ROCs relationship with the Obama Administrations Department of Labor was investigated by the House Committee on Oversight and Government Reform in 2009. ROC received a $275,000 federal grant to educate restaurant workers and their employers about workplace hazards, but instead produced documents encouraging unionization and ROC membership.
Orlando’s own Organize Now is also rumored to be funded, in part, by national labor organizations and politically connected special interest groups. Organize Now’s President of the Board of Members, Tamecka Pierce, is a former lead organizer for the Association of Community Organizations for Reform Now in Florida (ACORN), and Stephanie Porta of Organize Now was the former head of ACORN Florida.
ROC has produced a number of reports that highlight its positions and its reasons for them. One such report, dubbed Dardens Decision, was released the same day as the ROC-led confrontation with Dardens CEO. Another, Behind the Kitchen Door: the social impact of inequality in Miami’s growing restaurant industry, was produced partly in conjunction with the Center for Labor Research & Studies at Florida International University (FIU).
FIU is a state institution and would be in violation of state law if it used any public funds to support an organization engaged in illegal activities, a concern given ROC’s coordinated disruptions of legitimate businesses.
The Capitol Vanguard served a public records request via certified mail to FIUs Office of the President asking for documentation regarding the university’s material relationship with ROC and other specified similar groups.
FIUs deputy general counsel responded with several documents amounting to an ostensibly de minimus relationship, failing to even mention FIUs labor research contributions to ROCs aforementioned Behind the Kitchen Door report.
There is no doubt that labor organizations profess noble ideas and often act on them.
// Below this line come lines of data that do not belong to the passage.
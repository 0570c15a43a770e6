use clap::{Parser, Subcommand};
use tracing_subscriber::{layer::SubscriberExt, util::SubscriberInitExt};

use mission_log::{api, db};

const DEFAULT_PORT: u16 = 5555;

#[derive(Parser)]
#[command(name = "mission-log")]
#[command(about = "Expedition tracking API for scientists, planets, and missions")]
struct Cli {
    #[command(subcommand)]
    command: Option<Commands>,
}

#[derive(Subcommand)]
enum Commands {
    /// Start the HTTP server
    Serve {
        /// Port for the HTTP API
        #[arg(short, long, default_value = "5555")]
        port: u16,
    },
    /// Populate a fresh database with sample data
    Seed,
}

fn init_tracing() {
    let filter = tracing_subscriber::EnvFilter::new(
        std::env::var("RUST_LOG").unwrap_or_else(|_| "mission_log=debug,tower_http=debug".into()),
    );

    tracing_subscriber::registry()
        .with(filter)
        .with(tracing_subscriber::fmt::layer())
        .init();
}

async fn serve(port: u16) -> anyhow::Result<()> {
    let db = db::Database::open_default()?;
    db.migrate()?;

    let app = api::create_router(db);

    let listener = tokio::net::TcpListener::bind(format!("127.0.0.1:{}", port)).await?;
    tracing::info!("mission-log server listening on http://127.0.0.1:{}", port);

    axum::serve(listener, app).await?;
    Ok(())
}

#[tokio::main]
async fn main() -> anyhow::Result<()> {
    let cli = Cli::parse();
    init_tracing();

    match cli.command {
        Some(Commands::Serve { port }) => serve(port).await?,
        Some(Commands::Seed) => {
            let db = db::Database::open_default()?;
            db.migrate()?;
            db::seed::run(&db)?;
        }
        None => serve(DEFAULT_PORT).await?,
    }

    Ok(())
}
What’s sometimes in question however is the integrity of such organizations; and what’s always in question is the wide-ranging economic and political impact of their agendas.
As reasonable and fair as some labor-leaning initiatives may sound, economists frequently point to unintended consequences. For instance, raising the minimum wage and mandating paid sick leave both may actually harm the very workers who are supposed to benefit; workers may lose their jobs when businesses are forced to absorb expensive new regulations.
Case in point, Darden, whose restaurants Olive Garden, Red Lobster, LongHorn, and others — employ 2,000 people in Central Florida alone, is already hiring part-time employees to avoid the coming expenses associated with the Affordable Care Act (ObamaCare). The company recently reported that labor costs currently account for 31 percent of its total sales, and, with a weak multi-year economy leading to sluggish revenues, the restaurant conglomerate is fighting to maintain profitability.
In an election cycle largely focused on the economy and jobs, Floridians would do well to know who is on the labor side of the economic ballot.